At the summit I spent some time evaluating SAP in the LOB areas including marketing, sales and customer services as well as product- and service-centric industries and operational areas. While SAP has offerings of potential value in each of the lines of business, presenters emphasized its cloud and mobility technology advancements for business in general but did not explain the value of its business analytics offerings to the line of business areas. I wonder whether SAP is struggling to develop messages about why its products would be the best for each line of business. However, speakers did discuss the role of new mobile applications for travel and expenses tracking and order and customer information, and provided insight into its customer and human capital management areas. SAP realizes that application buyers now have a business orientation and leadership and responsibility to invest, but it will require more marketing to persuade them that it is not a vendor that requires more IT resources than others which is why cloud and mobile is so important for them.

SAP is leading the market in terms of the quantity of new applications that operate on smartphones and tablets. IBM, Infor, Oracle and others are not as far along, and you can find SAP’s breadth today in application stores including its SAP EcoHub and Apple’s AppStore. But SAP has to balance this with a mobile technology infrastructure to ensure it does not under invest in the unique design requirements of mobile applications such as collaboration and visualization elements to be competitive in the market. It is too early to tell how this will play out, but a point of concern is SAP’s emphasis on HTML5, for which it has been developing an application container in its Sybase Unwired Platform (SUP). It is risky to believe that developing to a lowest common denominator like HTML5 will help popularize applications across mobile platforms like Apple, Android, RIM and even Microsoft, each of which have unique design aspects in their native operating environments. So far my assessment is that the majority of SAP’s mobile applications are oriented more to tasks than to roles or applications. The company has not articulated a vision of how elements like voice interaction can advance mobility; this is already available on the Apple iPhone 4 and Siri, along with Google’s voice technologies. SAP also will have to deal with smaller competitors providing specific LOB applications such Peoplefluent in HCM or Roambi and MicroStrategy in business intelligence; these are accelerating their growth in mobility with advancements in the user experience and interactivity.
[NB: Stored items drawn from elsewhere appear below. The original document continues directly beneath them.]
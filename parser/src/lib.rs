//! GNU getopt-style command-line parsing.
//!
//! Options are declared up front in an [`OptionRegistry`], then a
//! [`CommandLineParser`] walks an argument vector, calls back once per
//! recognized option occurrence with its long name and value, and returns the
//! remaining positional arguments.
//!
//! # Main entry points
//!
//! - [`CommandLineParser::parse`]: dispatch options to a callback and collect
//!   positional arguments.
//! - [`CommandLineParser::parse_opt`]: the same for an argument vector that
//!   may be absent.
//! - [`CommandLineParser::parse_collect`]: same, recording the dispatched
//!   options in a `Vec`.
//! - [`CommandLineParser::formatted_description`]: aligned help lines for
//!   every option.
//!
//! # Grammar
//!
//! - `--name` and `--name=value` are long options; the value after `=` may be
//!   empty or start with `-`.
//! - `-abc` is a cluster of short options. A value-taking option inside a
//!   cluster takes the rest of the cluster as its value, unless the rest is
//!   made only of registered short options, in which case those are parsed as
//!   options and the value comes from the next argument.
//! - `--` and a lone `-` end option parsing; everything after them is
//!   positional.
//! - `-x=value` is always an error.
//!
//! # Example
//!
//! ```
//! use cmdopts::{CommandLineParser, OptionRegistry, ParseError, ValueRequirement};
//!
//! let registry = OptionRegistry::new()
//!     .add_flag("help", Some('h'), ["Show this help"])?
//!     .add_parameter(
//!         "geometry",
//!         Some('g'),
//!         ValueRequirement::Required,
//!         Some(r"(\d{3,4})[xX](\d{3,4})"),
//!         ["Initial window size, WxH"],
//!     )?;
//! let parser = CommandLineParser::new(registry);
//!
//! let (options, outcome) = parser.parse_collect(["-g", "1024x768", "file.txt"]).unwrap();
//! assert_eq!(options[0].name, "geometry");
//! assert_eq!(outcome.positional(), ["file.txt"]);
//! assert_eq!(outcome.matcher("geometry").unwrap().group(2), Some("768"));
//!
//! let err = parser.parse_collect(["--geometry=big"]).unwrap_err();
//! assert!(matches!(err, ParseError::RejectedValue { .. }));
//!
//! for line in parser.formatted_description(false) {
//!     println!("{line}");
//! }
//! # Ok::<(), cmdopts::DefinitionError>(())
//! ```
//!
//! # Concurrency
//!
//! Parsing is synchronous and keeps no state in the parser; pattern matches
//! are returned in the [`ParseOutcome`] of each call.

mod error;
mod help;
mod outcome;
mod parser;

pub use cmdopts_core::{
    DefinitionError, OptionKind, OptionRegistry, OptionSpec, OptionSummary, SummaryKind,
    ValuePattern, ValueRequirement,
};
pub use error::{ParseError, Result};
pub use help::{HelpLayout, format_description};
pub use outcome::{OptionMatch, ParseOutcome, ParsedOption};
pub use parser::CommandLineParser;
SAP has come a long way in the year since its last influencer summit in late 2010, which I assessed. It has been a busy year with advances from its new blend of management tools to new applications. SAP has shifted its priorities to the cloud and mobility at the right time to attract more customer commitment and market acceptance while still being an innovative supplier of enterprise software. While the technology is advancing quickly, SAP’s communications are lagging in explaining why it provides the best user experience and for line of business  and why they can collaborate better; that is at least as important as investing in the cloud and mobile infrastructures. If it can sharpen a more business-centered focus, SAP will remain relevant to business and IT buyers around the world for some time to come.